Information shown START
fn publish_retained<T: Serialize + ?Sized>(mqtt: &AsyncClient, topic: &str, payload: &T) {
    match serde_json::to_vec(payload) {
        Ok(body) => {
            if let Err(err) = mqtt.try_publish(topic, QoS::AtLeastOnce, true, body) {
                warn!("{topic} publish failed: {err}");
            }
        }
        Err(err) => warn!("{topic} serialization failed: {err}"),
    }
}

fn spawn_mqtt_loop(
    app_state: AppState,
    mut eventloop: rumqttc::EventLoop,
    retained: RetainedReads,
) {
    tokio::spawn(async move {
        loop {
            match eventloop.poll().await {
                Ok(Event::Incoming(Incoming::Publish(message))) => {
                    if retained.is_pending(&message.topic) {
                        let payload = String::from_utf8(message.payload.to_vec()).map_err(|err| {
                            StoreError::Remote {
                                code: -1,
                                message: err.to_string(),
                            }
                        });
                        retained.deliver(&message.topic, payload);
                        continue;
                    }

                    if let Err(err) =
                        handle_mqtt_message(&app_state, &message.topic, &message.payload).await
                    {
                        warn!("mqtt message handling error: {err:#}");
                    }
                }
                Ok(Event::Outgoing(Outgoing::Subscribe(pkid))) => {
                    retained.subscribe_sent(u32::from(pkid));
                }
                Ok(Event::Incoming(Incoming::SubAck(ack))) => {
                    retained.subscribe_acked(u32::from(ack.pkid));
                }
                Ok(Event::Incoming(Incoming::ConnAck(_))) => {
                    info!("mqtt connected");
                }
                Ok(_) => {}
                Err(err) => {
                    warn!("mqtt poll error: {err}");
                    tokio::time::sleep(Duration::from_secs(2)).await;
                }
            }
        }
    });
}

async fn handle_mqtt_message(app_state: &AppState, topic: &str, payload: &[u8]) -> anyhow::Result<()> {
    if payload.len() > MAX_MQTT_PAYLOAD_BYTES {
        warn!(
            "dropping oversized MQTT payload on topic {} ({} bytes)",
            topic,
            payload.len()
        );
        return Ok(());
    }

    let message = std::str::from_utf8(payload).context("non utf8 mqtt payload")?;
    let Some(command) = Command::from_mqtt(topic, message) else {
        return Ok(());
    };
    if let Reply::Failed(err) = dispatch(app_state, command?).await? {
        warn!("{topic} command `{message}` rejected: {err}");
    }

    Ok(())
}

async fn dispatch(state: &AppState, command: Command) -> Result<Reply, CommandError> {
    let (tx, rx) = oneshot::channel();
    let request = Request::new(command, move |reply| {
        let _ = tx.send(reply);
    });
    state
        .requests
        .send(request)
        .map_err(|_| CommandError::Unavailable)?;
    rx.await.map_err(|_| CommandError::Unavailable)
}

async fn respond(state: &AppState, command: Command) -> Response {
    match dispatch(state, command).await {
        Ok(Reply::Status(status)) => Json(*status).into_response(),
        Ok(Reply::Tasks(tasks)) => Json(tasks).into_response(),
        Ok(Reply::Added(id)) => (StatusCode::CREATED, Json(AddedBody { id })).into_response(),
        Ok(Reply::Failed(err)) | Err(err) => command_error_response(&err),
    }
}

async fn handle_get_status(State(state): State<AppState>) -> impl IntoResponse {
    respond(&state, Command::Status).await
}

async fn handle_post_valve(
    State(state): State<AppState>,
    Query(params): Query<HashMap<String, String>>,
) -> impl IntoResponse {
    let command = match ValveCommand::from_query(
        params.get("action").map(String::as_str),
        params.get("percent").map(String::as_str),
        params.get("seconds").map(String::as_str),
    ) {
        Ok(command) => command,
        Err(_) => {
            return error_response(
                StatusCode::BAD_REQUEST,
                "Use action=on|off|toggle, percent=1-100 or seconds=N",
            )
        }
    };

    respond(&state, Command::Valve(command)).await
}

async fn handle_post_relay(
    State(state): State<AppState>,
    Query(params): Query<HashMap<String, String>>,
) -> impl IntoResponse {
    let name = params.get("name").map(|name| name.parse::<RelayName>());
    let on = params.get("state").map(|value| parse_switch(value));
    let (Some(Ok(name)), Some(Ok(on))) = (name, on) else {
        return error_response(
            StatusCode::BAD_REQUEST,
            "Use name=valve_power|valve_direction|pump|ac_power and state=on|off",
        );
    };

    respond(&state, Command::Relay(name, on)).await
}

async fn handle_get_schedules(State(state): State<AppState>) -> impl IntoResponse {
    respond(&state, Command::ListTasks).await
}

async fn handle_post_schedule(
    State(state): State<AppState>,
    Json(draft): Json<TaskDraft>,
) -> impl IntoResponse {
    respond(&state, Command::AddTask(draft)).await
}

async fn handle_put_schedule(
    State(state): State<AppState>,
    Query(params): Query<HashMap<String, String>>,
    Json(draft): Json<TaskDraft>,
) -> impl IntoResponse {
    let Some(id) = schedule_id(&params) else {
        return error_response(StatusCode::BAD_REQUEST, "Missing or invalid 'id' parameter");
    };
    respond(&state, Command::UpdateTask(id, draft)).await
}
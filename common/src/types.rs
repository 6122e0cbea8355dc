use serde::Serialize;

use crate::output::OutputPhase;

#[derive(Debug, Clone, PartialEq, Eq, Serialize)]
pub struct ValveStatus {
    pub open: bool,
    pub phase: OutputPhase,
    pub label: String,
    #[serde(rename = "remainingMs")]
    pub remaining_ms: Option<u32>,
    #[serde(rename = "durationMs")]
    pub duration_ms: u32,
}

#[derive(Debug, Clone, Copy, PartialEq, Eq, Serialize)]
pub struct RelayLevels {
    pub actuator: bool,
    pub direction: bool,
    pub pump: bool,
    #[serde(rename = "acPower")]
    pub ac_power: bool,
}

#[derive(Debug, Clone, PartialEq, Eq, Serialize)]
pub struct GardenStatus {
    pub valve: ValveStatus,
    pub relays: RelayLevels,
    #[serde(rename = "leakActive")]
    pub leak_active: bool,
    #[serde(rename = "leakLabel")]
    pub leak_label: String,
    #[serde(rename = "leakLatched")]
    pub leak_latched: bool,
    #[serde(rename = "supplyMv")]
    pub supply_mv: Option<u32>,
    #[serde(rename = "supplyOk")]
    pub supply_ok: bool,
    #[serde(rename = "taskCount")]
    pub task_count: usize,
    #[serde(rename = "maxTasks")]
    pub max_tasks: usize,
    #[serde(rename = "nextRunEpoch")]
    pub next_run_epoch: Option<i64>,
    #[serde(rename = "timeSynced")]
    pub time_synced: bool,
}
Information shown END
• [Exercise details]
For each line in the records that holds "ValveStatus", show that line as it stands.

• [Answer section]
pub struct ValveStatus {
    pub valve: ValveStatus,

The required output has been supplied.